Era más espantoso que la peste, porque de la peste se podía huir, y en cambio no se podía escapar de este asesino, como demostraba el caso de Richis. Por lo visto poseía facultades sobrenaturales. No cabía la menor duda de que estaba aliado con el demonio, si es que no era él mismo el demonio. Y por esto muchos, sobre todo las almas más sencillas, no encontraron otro consuelo que ir a rezar a la iglesia, cada uno ante el patrón de su oficio, los cerrajeros a san Luis, los tejedores a san Crispino, los jardineros a san Antonio, los perfumistas a san José. Y llevaban consigo a sus mujeres e hijas, rezaban juntos, comían y dormían en la iglesia, no las dejaban ni de día, convencidos de que el amparo de la desesperada comunidad y presencia de la Virgen eran la única seguridad posible ante aquel monstruo, si es que existía aún alguna clase de seguridad.
Otras cabezas más perspicaces, aduciendo que la iglesia ya había fracasado una vez, formaron grupos ocultos, ofrecieron mucho dinero a una bruja autorizada de Gourdon, se escondieron en una de las numerosas grutas de piedra caliza de la región de Grasse y celebraron misas negras para conquistar el favor de Satanás. Otros, distinguidos miembros de la alta burguesía y la nobleza educada, optaron por los más modernos métodos científicos, imantaron sus casas, hipnotizaron a sus hijas y organizaron círculos de silencio fluidal en sus salones con el fin de conseguir emisiones mentales colectivas que exorcizaran telepáticamente el espíritu del asesino. Las corporaciones organizaron una procesión de penitentes desde Grasse a La Napoule y viceversa. Los monjes de los cinco conventos de la ciudad oficiaban misas permanentes, y dirigían rogativas y letanías, de modo que pronto pudo oírse en todos los rincones de la ciudad un lamento ininterrumpido tanto de día como de noche. Apenas se trabajaba.

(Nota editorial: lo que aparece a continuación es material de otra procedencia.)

/// Dispatches a resolved ability cast (§4.4): applies the ability-type
/// switch (damage/AoE/heal/buff/debuff/summon/utility), the four named
/// combos, and any `AppliedAura` onto the right target.
fn cast_player_ability(world: &mut World, rng: &mut SeededRng, caster: Entity, ability: AbilityId) {
    use crate::catalog::abilities::AbilityKind;
    use crate::combat::combos::{
        blaze_pyroblast_spreads_stun, crusader_strike_judgment_combo, fireball_pyroblast_combo, has_hellfire_burn, has_judgment_stun, has_pyroblast_stun,
        has_stealth, sinister_strike_from_stealth, HELLFIRE_SECONDARY_PERCENT,
    };
    use crate::combat::resolver::{apply_lifesteal_and_bloodlust, check_cast_preconditions, resolve_damage_hit, resolve_heal, CastOutcome};
    use crate::entities::enemy::{Enemy, EnemyTracking};
    use crate::entities::pet::{Pet, PetType};

    let Some((def, known, cooldown_remaining, mana, rank, caster_position, caster_target)) = world.get::<Player>(caster).map(|p| {
        let progress = p.abilities.iter().find(|a| a.ability == ability);
        (
            ability.definition(),
            progress.is_some(),
            progress.map(|a| a.cooldown_remaining).unwrap_or(0.0),
            p.effective_stats.mana,
            progress.map(|a| a.rank).unwrap_or(1),
            p.position,
            p.target_id,
        )
    }) else {
        return;
    };

    if check_cast_preconditions(known, cooldown_remaining, mana, def.mana_cost) == CastOutcome::NoOp {
        return;
    }

    if let Some(mut p) = world.get_mut::<Player>(caster) {
        p.effective_stats.mana -= def.mana_cost as i32;
        if let Some(progress) = p.abilities.iter_mut().find(|a| a.ability == ability) {
            progress.cooldown_remaining = def.cooldown;
        }
    }

    let Some(caster_snapshot) = world.get::<Player>(caster).map(|p| CasterSnapshot {
        attack_power: p.effective_stats.attack_power,
        spell_power: p.effective_stats.spell_power,
        crit: p.effective_stats.crit,
        lifesteal: 0,
        bloodlust_rank: None,
    }) else {
        return;
    };

    let caster_icons: Vec<IconId> = world.get::<PlayerCombatState>(caster).map(|c| c.buffs.entries.iter().map(|b| b.icon).collect()).unwrap_or_default();
    let caster_is_stealthed = has_stealth(&caster_icons);

    match def.kind {
        AbilityKind::Damage => {
            let Some(target) = caster_target else { return };
            if !world.get::<Enemy>(target).map(|e| e.is_alive).unwrap_or(false) {
                return;
            }
            let target_icons: Vec<IconId> = world.get::<Enemy>(target).map(|e| e.buffs.entries.iter().map(|b| b.icon).collect()).unwrap_or_default();

            let (mut damage_multiplier, mut self_heal_percent) = (1.0, 0.0);
            match ability {
                AbilityId::MageFireball => damage_multiplier = fireball_pyroblast_combo(has_pyroblast_stun(&target_icons)),
                AbilityId::PaladinCrusaderStrike => {
                    let (mult, heal_pct) = crusader_strike_judgment_combo(has_judgment_stun(&target_icons));
                    damage_multiplier = mult;
                    self_heal_percent = heal_pct;
                }
                AbilityId::RogueStab => damage_multiplier = sinister_strike_from_stealth(caster_is_stealthed),
                _ => {}
            }

            let mut stats = world.get::<Enemy>(target).map(|e| e.stats).unwrap_or_default();
            let crit_roll = rng.next_float(0.0, 100.0);
            let event = resolve_damage_hit(def.base_damage * damage_multiplier, rank, caster_snapshot, stats.armor, stats.resist, &mut stats, crit_roll);
            if let Some(mut enemy) = world.get_mut::<Enemy>(target) {
                enemy.stats = stats;
                if enemy.stats.health <= 0 && enemy.is_alive {
                    enemy.kill();
                }
                if let Some(aura) = def.applies_aura {
                    apply_aura(&mut enemy.buffs, &mut enemy.stats, aura, rank, true);
                }
            }

            if ability == AbilityId::WarlockDrain {
                if let Some(mut p) = world.get_mut::<Player>(caster) {
                    apply_lifesteal_and_bloodlust(&event, CasterSnapshot { lifesteal: 50, ..caster_snapshot }, &mut p.effective_stats);
                }
            }
            if self_heal_percent > 0.0 {
                if let Some(mut p) = world.get_mut::<Player>(caster) {
                    let heal = (event.damage as f32 * self_heal_percent).round() as i32;
                    p.effective_stats.health = (p.effective_stats.health + heal).min(p.effective_stats.max_health);
                }
            }
            if ability == AbilityId::MageBlaze {
                if let Some(stun_duration) = blaze_pyroblast_spreads_stun(has_pyroblast_stun(&target_icons)) {
                    if let Some(room) = world.get::<Enemy>(target).map(|e| e.current_room_id) {
                        for other in enemies_in_range(world, room, caster_position, f32::MAX) {
                            if other == target {
                                continue;
                            }
                            if let Some(mut enemy) = world.get_mut::<Enemy>(other) {
                                let aura = AppliedAura { icon: IconId::MagePyroblastStun, base_duration: stun_duration, is_stun: true, damage_per_tick: 0.0, tick_interval: 0.0 };
                                apply_aura(&mut enemy.buffs, &mut enemy.stats, aura, rank, true);
                            }
                        }
                    }
                }
            }

            world.resource_mut::<CombatLog>().log(CombatLogEvent::Damage {
                source: caster,
                target,
                damage: event.damage,
                is_crit: event.is_crit,
                blocked: event.blocked,
                ability: Some(ability),
                killed: event.killed,
            });
        }
        AbilityKind::AoeDamage => {
            let origin = caster_target.and_then(|t| world.get::<Enemy>(t).map(|e| e.position)).unwrap_or(caster_position);
            let room = caster_target
                .and_then(|t| world.get::<Enemy>(t).map(|e| e.current_room_id))
                .or_else(|| world.query::<(Entity, &Room)>().iter(world).find(|(_, r)| r.rect.contains(caster_position)).map(|(e, _)| e));
            let Some(room) = room else { return };

            let crit_roll = rng.next_float(0.0, 100.0);
            for target in enemies_in_range(world, room, origin, def.range) {
                let mut stats = world.get::<Enemy>(target).map(|e| e.stats).unwrap_or_default();
                let event = resolve_damage_hit(def.base_damage, rank, caster_snapshot, stats.armor, stats.resist, &mut stats, crit_roll);
                if let Some(mut enemy) = world.get_mut::<Enemy>(target) {
                    enemy.stats = stats;
                    if enemy.stats.health <= 0 && enemy.is_alive {
                        enemy.kill();
                    }
                    if let Some(mut aura) = def.applies_aura {
                        if ability == AbilityId::WarlockHellfire {
                            let already_burning = has_hellfire_burn(&enemy.buffs.entries.iter().map(|b| b.icon).collect::<Vec<_>>());
                            aura.damage_per_tick = if already_burning {
                                enemy.buffs.find(aura.icon).map(|b| b.damage_per_tick).unwrap_or(aura.damage_per_tick)
                            } else {
                                (event.damage as f32 * HELLFIRE_SECONDARY_PERCENT / 4.0).max(1.0)
                            };
                        }
                        apply_aura(&mut enemy.buffs, &mut enemy.stats, aura, rank, true);
                    }
                }
                world.resource_mut::<CombatLog>().log(CombatLogEvent::Damage {
                    source: caster,
                    target,
                    damage: event.damage,
                    is_crit: event.is_crit,
                    blocked: event.blocked,
                    ability: Some(ability),
                    killed: event.killed,
                });
            }
        }
        AbilityKind::Heal => match caster_target {
            Some(t) if world.get::<Enemy>(t).map(|e| e.is_alive).unwrap_or(false) => {
                let mut stats = world.get::<Enemy>(t).map(|e| e.stats).unwrap_or_default();
                let crit_roll = rng.next_float(0.0, 100.0);
                let event = resolve_damage_hit(def.base_damage, rank, caster_snapshot, stats.armor, stats.resist, &mut stats, crit_roll);
                if let Some(mut enemy) = world.get_mut::<Enemy>(t) {
                    enemy.stats = stats;
                    if enemy.stats.health <= 0 && enemy.is_alive {
                        enemy.kill();
                    }
                }
                world.resource_mut::<CombatLog>().log(CombatLogEvent::Damage {
                    source: caster,
                    target: t,
                    damage: event.damage,
                    is_crit: event.is_crit,
                    blocked: event.blocked,
                    ability: Some(ability),
                    killed: event.killed,
                });
            }
            maybe_ally => {
                let heal_target = maybe_ally.filter(|&t| world.get::<Player>(t).map(|p| p.is_alive).unwrap_or(false)).unwrap_or(caster);
                if let Some(mut p) = world.get_mut::<Player>(heal_target) {
                    let mut stats = p.effective_stats;
                    let healed = resolve_heal(def.base_heal, rank, caster_snapshot.spell_power, &mut stats);
                    p.effective_stats = stats;
                    world.resource_mut::<CombatLog>().log(CombatLogEvent::Heal { source: caster, target: heal_target, amount: healed });
                }
            }
        },
        AbilityKind::Buff => {
            let Some(aura) = def.applies_aura else { return };
            let buff_target = if def.range > 0.0 {
                caster_target.filter(|&t| world.get::<Player>(t).map(|p| p.is_alive).unwrap_or(false)).unwrap_or(caster)
            } else {
                caster
            };
            let delta = world.get_mut::<PlayerCombatState>(buff_target).map(|mut combat| {
                let mut buff = Buff::new(aura.icon, aura.base_duration, false);
                buff.rank = rank;
                buff.is_stun = aura.is_stun;
                buff.damage_per_tick = aura.damage_per_tick;
                buff.tick_interval = aura.tick_interval;
                combat.buffs.apply(buff)
            });
            if let Some(delta) = delta {
                if let Some(mut p) = world.get_mut::<Player>(buff_target) {
                    apply_stat_modifiers(&mut p.effective_stats, delta.removed.negate());
                    apply_stat_modifiers(&mut p.effective_stats, delta.added);
                }
            }
            world.resource_mut::<CombatLog>().log(CombatLogEvent::AuraApplied { target: buff_target, icon: aura.icon });
        }
        AbilityKind::Debuff => {
            let Some(target) = caster_target else { return };
            if !world.get::<Enemy>(target).map(|e| e.is_alive).unwrap_or(false) {
                return;
            }
            if def.base_damage > 0.0 {
                let mut stats = world.get::<Enemy>(target).map(|e| e.stats).unwrap_or_default();
                let crit_roll = rng.next_float(0.0, 100.0);
                let event = resolve_damage_hit(def.base_damage, rank, caster_snapshot, stats.armor, stats.resist, &mut stats, crit_roll);
                if let Some(mut enemy) = world.get_mut::<Enemy>(target) {
                    enemy.stats = stats;
                    if enemy.stats.health <= 0 && enemy.is_alive {
                        enemy.kill();
                    }
                }
                world.resource_mut::<CombatLog>().log(CombatLogEvent::Damage {
                    source: caster,
                    target,
                    damage: event.damage,
                    is_crit: event.is_crit,
                    blocked: event.blocked,
                    ability: Some(ability),
                    killed: event.killed,
                });
            }
            if let Some(aura) = def.applies_aura {
                if let Some(mut enemy) = world.get_mut::<Enemy>(target) {
                    apply_aura(&mut enemy.buffs, &mut enemy.stats, aura, rank, true);
                }
                if aura.is_stun {
                    world.resource_mut::<CombatLog>().log(CombatLogEvent::CrowdControl { source: caster, target, duration: aura.base_duration });
                } else {
                    world.resource_mut::<CombatLog>().log(CombatLogEvent::AuraApplied { target, icon: aura.icon });
                }
            }
        }
        AbilityKind::Summon => {
            world.spawn(Pet::new(caster, PetType::Beast, caster_position));
        }
        AbilityKind::Utility => match ability {
            AbilityId::WarriorCharge => {
                if let Some(target_pos) = caster_target.and_then(|t| world.get::<Enemy>(t).map(|e| e.position)) {
                    if let Some(mut p) = world.get_mut::<Player>(caster) {
                        let direction = (target_pos - p.position).normalize_or_zero();
                        p.position = target_pos - direction * 2.5;
                    }
                }
            }
            AbilityId::RogueKick => {
                if let Some(target) = caster_target {
                    if let Some(mut tracking) = world.get_mut::<EnemyTracking>(target) {
                        tracking.attack_cooldown += def.lockout_duration;
                    }
                    world.resource_mut::<CombatLog>().log(CombatLogEvent::CrowdControl { source: caster, target, duration: def.lockout_duration });
                }
            }
            AbilityId::PriestDispelMagic | AbilityId::PaladinCleanse => {
                let dispel_target = caster_target.filter(|&t| world.get::<Player>(t).is_some()).unwrap_or(caster);
                let removed_icon = world.get::<PlayerCombatState>(dispel_target).and_then(|c| c.buffs.entries.iter().find(|b| b.is_debuff).map(|b| b.icon));
                if let Some(icon) = removed_icon {
                    let removed = world.get_mut::<PlayerCombatState>(dispel_target).and_then(|mut c| c.buffs.remove(icon));
                    if let Some(delta) = removed {
                        if let Some(mut p) = world.get_mut::<Player>(dispel_target) {
                            apply_stat_modifiers(&mut p.effective_stats, delta.negate());
                        }
                        world.resource_mut::<CombatLog>().log(CombatLogEvent::AuraRemoved { target: dispel_target, icon });
                    }
                }
            }
            AbilityId::HunterDisengage => {
                let target_pos = caster_target.and_then(|t| world.get::<Enemy>(t).map(|e| e.position));
                if let Some(mut p) = world.get_mut::<Player>(caster) {
                    let direction = target_pos.map(|tp| (p.position - tp).normalize_or_zero()).filter(|d| *d != Vec2::ZERO).unwrap_or(Vec2::X);
                    p.position += direction * 10.0;
                }
            }
            _ => {}
        },
    }
}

Así esperaba la población de Grasse, en febril inactividad, casi con impaciencia, el siguiente asesinato. Nadie dudaba de que se produciría y todos anhelaban en secreto conocer la espantosa noticia, en la única esperanza de que no les afectara a ellos, sino a los demás.
Las autoridades, por otra parte, tanto de la ciudad como rurales y provinciales, no se dejaron contagiar en esta ocasión por el histerismo de la población. Por primera vez desde la aparición del asesino de doncellas se organizó una serena y provechosa colaboración entre los gobernadores de Grasse, Draguignan y Tolón y entre prefecturas, policías, intendencias, parlamentos y la Marina.